━━ Data ━━

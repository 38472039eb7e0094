mod create;
mod list;
pub mod model;

use axum::{routing::get, Router};

use crate::AppState;

pub fn router() -> Router<AppState> {
    Router::new().route("/messages", get(list::index).post(create::create))
}
use std::str::FromStr;

use sqlx::sqlite::{SqliteConnectOptions, SqlitePoolOptions};
use sqlx::SqlitePool;
use tracing::info;

/// Opens the pool for `database_url` (file path or in-memory URL), creating
/// the database file if missing, and brings the schema up.
pub async fn connect(database_url: &str) -> Result<SqlitePool, sqlx::Error> {
    let options = SqliteConnectOptions::from_str(database_url)?.create_if_missing(true);

    let pool = SqlitePoolOptions::new()
        .max_connections(16)
        .connect_with(options)
        .await?;

    init(&pool).await?;
    Ok(pool)
}

/// Creates the messages table and its index if they don't exist yet.
///
/// Ids come from AUTOINCREMENT, so they are unique and monotonically
/// assigned by SQLite itself; nothing in the application hands out ids.
pub async fn init(pool: &SqlitePool) -> Result<(), sqlx::Error> {
    sqlx::query(
        r#"
        CREATE TABLE IF NOT EXISTS messages (
            id INTEGER PRIMARY KEY AUTOINCREMENT,
            content TEXT NOT NULL,
            username TEXT NOT NULL,
            created_at TEXT NOT NULL
        )
        "#,
    )
    .execute(pool)
    .await?;

    sqlx::query("CREATE INDEX IF NOT EXISTS idx_messages_created_at ON messages(created_at)")
        .execute(pool)
        .await?;

    info!("database schema ready");
    Ok(())
}
use axum::{debug_handler, extract::State, Json};
use sqlx::SqlitePool;

use crate::messages::model::{self, ChatMessage};
use crate::AppResult;

#[debug_handler(state = crate::AppState)]
pub(crate) async fn index(
    State(db_pool): State<SqlitePool>,
) -> AppResult<Json<Vec<ChatMessage>>> {
    let messages = model::recent(&db_pool).await?;
    Ok(Json(messages))
}
use chrono::{DateTime, Utc};
use serde::{Deserialize, Serialize};
use sqlx::SqlitePool;

/// Fixed page size for the message list.
pub const PAGE_SIZE: i64 = 100;

/// A persisted chat message; also the payload carried by the broadcast topic.
#[derive(Debug, Clone, Serialize, sqlx::FromRow)]
pub struct ChatMessage {
    pub id: i64,
    pub content: String,
    pub username: String,
    pub created_at: DateTime<Utc>,
}

/// Incoming message fields, from the POST body's `message` object or from a
/// speak frame on the WebSocket. Fields are optional so that a missing field
/// reports a validation error rather than a deserialization failure.
#[derive(Debug, Deserialize)]
pub struct NewMessage {
    #[serde(default)]
    pub content: Option<String>,
    #[serde(default)]
    pub username: Option<String>,
}

impl NewMessage {
    /// Presence check: absent, empty, or whitespace-only fields are blank.
    /// Returns the full list of failures; empty means valid.
    pub fn validate(&self) -> Vec<String> {
        let mut errors = Vec::new();
        if is_blank(&self.content) {
            errors.push("Content can't be blank".to_owned());
        }
        if is_blank(&self.username) {
            errors.push("Username can't be blank".to_owned());
        }
        errors
    }
}

fn is_blank(field: &Option<String>) -> bool {
    field.as_deref().is_none_or(|s| s.trim().is_empty())
}

/// Inserts a row and returns it as stored, id and timestamp included.
pub async fn insert(
    db_pool: &SqlitePool,
    content: &str,
    username: &str,
) -> Result<ChatMessage, sqlx::Error> {
    sqlx::query_as(
        "INSERT INTO messages (content, username, created_at) VALUES (?, ?, ?) \
         RETURNING id, content, username, created_at",
    )
    .bind(content)
    .bind(username)
    .bind(Utc::now())
    .fetch_one(db_pool)
    .await
}

/// The most recent `PAGE_SIZE` messages, ascending by creation order.
///
/// Ordered by id: ids are assigned monotonically by the database, while
/// timestamps need not be unique.
pub async fn recent(db_pool: &SqlitePool) -> Result<Vec<ChatMessage>, sqlx::Error> {
    let mut messages: Vec<ChatMessage> = sqlx::query_as(
        "SELECT id, content, username, created_at FROM messages ORDER BY id DESC LIMIT ?",
    )
    .bind(PAGE_SIZE)
    .fetch_all(db_pool)
    .await?;

    messages.reverse();
    Ok(messages)
}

━━━

### [The task]
Write out each line of the data that holds the string "info".

### [Exercise result]
use tracing::info;
    info!("database schema ready");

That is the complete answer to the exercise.